After you decide on the socket of the motherboard, the next decision will be what size you want. Motherboards come in the following four forms: Mini-ITX, MicroATX, ATX, and Extended ATX. The Mini-ITX board will fit in mini cases. Extended ATX will require a full-tower case, but will provide the most features and ports. It all comes down to the amount of video cards, RAM, and various ports you want. If you want two or more graphics cards, you should check if the motherboard supports Crossfire/SLI. You may also want to check how many PCIe slots are available because it will determine how many video cards you can slot into it.

Case

Case sizing is the foremost important part of PC compatibility. As previously mentioned, motherboards have different sizes which forces cases to mimic the same guidelines. The Mini-ITX chassis are meant for the Mini-ITX motherboards. Micro-Towers will suite the Micro-ATX boards, Mid-Towers will match with the ATX boards, and full-towers are designed for Extended-ATX motherboards. You’ll also want to make sure the case fits all your components including video cards, power supply, or aftermarket cooler.

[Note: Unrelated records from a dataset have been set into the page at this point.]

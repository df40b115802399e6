//! Contact field normalizer.
//!
//! Handles:
//! - Phone/WhatsApp digit extraction ("(11) 98765-4321" → "11987654321")
//! - Email trimming and lower-casing
//! - Name whitespace collapsing and tokenizing for similarity
//! - Date-of-birth canonicalization (several day-first formats → ISO)

use chrono::NaiveDate;

use crate::models::ContactDraft;

/// Name particles ignored when comparing names ("Ana da Silva" ~ "Ana Silva").
const NAME_PARTICLES: &[&str] = &["da", "de", "do", "das", "dos", "e", "del", "la", "van", "von"];

/// Normalizer for raw contact fields.
pub struct Normalizer {
    /// Accepted date-of-birth layouts, tried in order
    dob_formats: Vec<&'static str>,
}

impl Default for Normalizer {
    fn default() -> Self {
        Self::new()
    }
}

impl Normalizer {
    /// Create a new normalizer with the default date layouts.
    pub fn new() -> Self {
        Self {
            dob_formats: vec!["%Y-%m-%d", "%d/%m/%Y", "%d-%m-%Y", "%d.%m.%Y", "%Y/%m/%d"],
        }
    }

    /// Normalize every field of a draft. Empty values become `None`.
    pub fn normalize(&self, draft: &ContactDraft) -> ContactDraft {
        ContactDraft {
            name: normalize_name(&draft.name),
            phone: draft.phone.as_deref().and_then(normalize_phone),
            whatsapp: draft.whatsapp.as_deref().and_then(normalize_phone),
            email: draft.email.as_deref().and_then(normalize_email),
            date_of_birth: draft
                .date_of_birth
                .as_deref()
                .and_then(|dob| self.canonical_date_of_birth(dob)),
            document_number: draft.document_number.as_deref().and_then(normalize_document),
            source: draft.source.as_deref().and_then(normalize_source),
        }
    }

    /// ISO date if the value parses with a known layout, otherwise the trimmed
    /// text as reported.
    pub fn canonical_date_of_birth(&self, raw: &str) -> Option<String> {
        let trimmed = raw.trim();
        if trimmed.is_empty() {
            return None;
        }
        for format in &self.dob_formats {
            if let Ok(date) = NaiveDate::parse_from_str(trimmed, format) {
                return Some(date.format("%Y-%m-%d").to_string());
            }
        }
        Some(trimmed.to_lowercase())
    }
}

/// Keep digits only.
pub fn normalize_phone(raw: &str) -> Option<String> {
    let digits: String = raw.chars().filter(|c| c.is_ascii_digit()).collect();
    (!digits.is_empty()).then_some(digits)
}

pub fn normalize_email(raw: &str) -> Option<String> {
    let email = raw.trim().to_lowercase();
    (!email.is_empty()).then_some(email)
}

/// Collapse runs of whitespace into single spaces and trim.
pub fn normalize_name(raw: &str) -> String {
    raw.split_whitespace().collect::<Vec<_>>().join(" ")
}

/// Keep ASCII alphanumerics, upper-cased ("123.456.789-00" → "12345678900").
pub fn normalize_document(raw: &str) -> Option<String> {
    let doc: String = raw
        .chars()
        .filter(|c| c.is_ascii_alphanumeric())
        .map(|c| c.to_ascii_uppercase())
        .collect();
    (!doc.is_empty()).then_some(doc)
}

/// Lower-case, trimmed, inner whitespace turned into dashes.
pub fn normalize_source(raw: &str) -> Option<String> {
    let source = raw.split_whitespace().collect::<Vec<_>>().join("-").to_lowercase();
    (!source.is_empty()).then_some(source)
}

/// Comparable name tokens: lower-cased, accents folded, punctuation dropped,
/// particles and single letters removed.
pub fn name_tokens(name: &str) -> Vec<String> {
    name.split(|c: char| c.is_whitespace() || c == '-' || c == '.' || c == ',')
        .map(|token| {
            token
                .chars()
                .flat_map(char::to_lowercase)
                .map(fold_accent)
                .filter(|c| c.is_alphanumeric())
                .collect::<String>()
        })
        .filter(|token| token.chars().count() > 1 && !NAME_PARTICLES.contains(&token.as_str()))
        .collect()
}

/// Build an FTS5 query that matches any of the name's tokens.
pub fn fts_name_query(name: &str) -> Option<String> {
    let tokens = name_tokens(name);
    if tokens.is_empty() {
        return None;
    }
    Some(
        tokens
            .iter()
            .map(|t| format!("\"{}\"", t))
            .collect::<Vec<_>>()
            .join(" OR "),
    )
}

fn fold_accent(c: char) -> char {
    match c {
        'á' | 'à' | 'â' | 'ã' | 'ä' | 'å' => 'a',
        'é' | 'è' | 'ê' | 'ë' => 'e',
        'í' | 'ì' | 'î' | 'ï' => 'i',
        'ó' | 'ò' | 'ô' | 'õ' | 'ö' => 'o',
        'ú' | 'ù' | 'û' | 'ü' => 'u',
        'ç' => 'c',
        'ñ' => 'n',
        'ý' | 'ÿ' => 'y',
        other => other,
    }
}

#[cfg(test)]
mod tests {
    use super::*;

    #[test]
    fn test_phone_digits_only() {
        assert_eq!(normalize_phone("(11) 98765-4321"), Some("11987654321".into()));
        assert_eq!(normalize_phone("+55 11 98765 4321"), Some("5511987654321".into()));
        assert_eq!(normalize_phone("n/a"), None);
        assert_eq!(normalize_phone(""), None);
    }

    #[test]
    fn test_email() {
        assert_eq!(normalize_email("  Ana@X.com "), Some("ana@x.com".into()));
        assert_eq!(normalize_email("   "), None);
    }

    #[test]
    fn test_name_collapse() {
        assert_eq!(normalize_name("  Ana   Maria\tSilva "), "Ana Maria Silva");
        assert_eq!(normalize_name("   "), "");
    }

    #[test]
    fn test_document() {
        assert_eq!(normalize_document("123.456.789-00"), Some("12345678900".into()));
        assert_eq!(normalize_document("mg-12.345"), Some("MG12345".into()));
        assert_eq!(normalize_document(" - "), None);
    }

    #[test]
    fn test_source() {
        assert_eq!(normalize_source(" Public Scheduling "), Some("public-scheduling".into()));
        assert_eq!(normalize_source(""), None);
    }

    #[test]
    fn test_dob_formats() {
        let normalizer = Normalizer::new();
        assert_eq!(normalizer.canonical_date_of_birth("1990-03-25"), Some("1990-03-25".into()));
        assert_eq!(normalizer.canonical_date_of_birth("25/03/1990"), Some("1990-03-25".into()));
        assert_eq!(normalizer.canonical_date_of_birth("25.03.1990"), Some("1990-03-25".into()));
        // Free text is kept
        assert_eq!(normalizer.canonical_date_of_birth(" March 1990 "), Some("march 1990".into()));
        assert_eq!(normalizer.canonical_date_of_birth("  "), None);
    }

    #[test]
    fn test_name_tokens() {
        assert_eq!(name_tokens("Ana da Silva"), vec!["ana", "silva"]);
        assert_eq!(name_tokens("JOÃO  Conceição"), vec!["joao", "conceicao"]);
        assert_eq!(name_tokens("M. O'Neil-Souza"), vec!["oneil", "souza"]);
    }

    #[test]
    fn test_fts_query() {
        assert_eq!(fts_name_query("Ana Silva"), Some("\"ana\" OR \"silva\"".into()));
        assert_eq!(fts_name_query("A."), None);
    }

    #[test]
    fn test_normalize_draft() {
        let normalizer = Normalizer::new();
        let draft = ContactDraft::new("  Ana  Silva ")
            .with_whatsapp("(11) 98765-4321")
            .with_email(" ANA@X.COM")
            .with_phone("")
            .with_source("Public Scheduling");

        let normalized = normalizer.normalize(&draft);
        assert_eq!(normalized.name, "Ana Silva");
        assert_eq!(normalized.whatsapp, Some("11987654321".into()));
        assert_eq!(normalized.email, Some("ana@x.com".into()));
        assert_eq!(normalized.phone, None);
        assert_eq!(normalized.source, Some("public-scheduling".into()));
    }
}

There are tons and tons of case designs. This gives you a chance to find the case that represents “YOU”. Are you basic or are you full of spunk? Whatever you are, just make it look sexy. Take for instance our iBUYPOWER Snowblind case. It allows total customization as it has LCD side panels that project anything your heart desires.

Cooler

Most CPUs come with a cooler unless you’re buying the most elite high-end Intel CPUs. Stock coolers are good if you don’t plan on overclocking the CPU. However, if you do want to overclock then you want to upgrade the cooler. If you want a good budget cooler, then look at the Cooler Master’s Hyper 212 Evo. The more overlocking a CPU needs, the more efficient a water cooler needs to be. Thus, using a closed-loop water cooler should be used. Remember to check if the cooler can fit inside your case. While most cases support 120mm fans, there are some that will be able to use a 140mm fan.

SSD

SSD for gaming PCs are highly encouraged. 240GB SSD is the minimum you should aim for but more is better. An SSD will load your computer much faster if the operating system is placed on it.

The newer storage is the Non-Volatile Memory Express (NVMe) drives. These are very fast storages that come in two different forms. One requires a PCIe slot while the other requires a M.2 slot. Check the motherboard to see which slots are available.

Hard Drive

Mass storage on SSDs can be very costly. Unless you have an extra $600 to purchase a 2TB SSD, you are going to want a much cheaper option. A 7200rpm 1TB hard disk drive is the most standard seen in gaming PCs. They are good for all your normal productivity applications as you should leave your SSD for the gaming needs.

Power Supply

Lastly, the final component you need for your ultimate gaming PC is a power supply unit. To make your life easier, account for any potential upgrades you may want to do to your PC in the future. If you are wanting to add an extra graphics card to your PC then that should be accounted for. As a rule of thumb, you should give yourself a 100-watt power buffer just in case you ever find yourself in a bad weather environment or power spike. There are a lot of power supply vendors out there like Corsair and EVGA with different supplies that range in tier. Select a tier tailored to your PC needs.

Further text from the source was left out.